My patient had been refusing his medications for several weeks.  His schizophrenic delusions became more vivid by the day.  Upon receiving a court order to medicate him against his will, the staff found it necessary to restrain him forcefully to give him the haldol injection he needed.  I was not there, but I spoke with him the day after, and a few days later, and a few days later…

He became withdrawn.  Before the treatment, he had been talkative, indulging me with details about his family, his education, and most importantly, his delusions.  Now he stared more into the distance, choosing not to look me in the eyes.  When he spoke, it was only to give direct answers to my questions; he no longer volunteered information.  His body had begun to shake.  It was most likely a side effect from the medication, but when I saw how it worsened when he spoke about his most pressing concerns, I realized that it could also have been from anxiety.  He was suffering.

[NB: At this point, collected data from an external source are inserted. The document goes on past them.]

//! Validity predicates over candidates.

use crate::candidate::CandidateV1;

/// A pass/fail validity check over a candidate.
///
/// # Contract
///
/// - `check` must be pure and side-effect-free: same candidate, same answer.
/// - `check` must be total — it must not fail or panic on well-formed input.
///
/// Verifiers compose by conjunction: a candidate is accepted only if every
/// configured verifier accepts it (see [`verify_all`]).
pub trait Verifier: Send + Sync {
    /// Returns `true` if the candidate passes this check.
    fn check(&self, candidate: &CandidateV1) -> bool;
}

/// Accepts candidates whose trimmed state is non-empty.
#[derive(Debug, Clone, Copy)]
pub struct NonEmptyAnswer;

impl Verifier for NonEmptyAnswer {
    fn check(&self, candidate: &CandidateV1) -> bool {
        !candidate.state.trim().is_empty()
    }
}

/// Rejects candidates whose state contains the literal substring
/// "contradiction" (case-insensitive).
///
/// A placeholder lexical guard, not semantic checking.
#[derive(Debug, Clone, Copy)]
pub struct NoContradiction;

impl Verifier for NoContradiction {
    fn check(&self, candidate: &CandidateV1) -> bool {
        !candidate.state.to_lowercase().contains("contradiction")
    }
}

/// Trivial pass-through, used to disable verification.
#[derive(Debug, Clone, Copy)]
pub struct AlwaysTrue;

impl Verifier for AlwaysTrue {
    fn check(&self, _candidate: &CandidateV1) -> bool {
        true
    }
}

/// Short-circuiting conjunction over a verifier list.
///
/// An empty list accepts everything.
#[must_use]
pub fn verify_all(verifiers: &[Box<dyn Verifier>], candidate: &CandidateV1) -> bool {
    verifiers.iter().all(|v| v.check(candidate))
}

A week after the treatment, I spent nearly 90 minutes with him.  The only substance of our conversation was his desire to go to “the hospital,” since he did not believe that he was currently in one.  He was concerned about the shaking but also about his heart.  For the past few weeks, he had become convinced that his heart was not working; he thought that it sometimes stopped.  I asked him if he had ever tried taking his pulse.  He awoke from his trance, looked me in the eyes, and said that he did not know how.  He quickly took me up on my offer to teach him, his eyes widening with wonder when he felt the beating of the radial artery under his fingertips.  I told him that he could try to check it when he felt that his heart was not working.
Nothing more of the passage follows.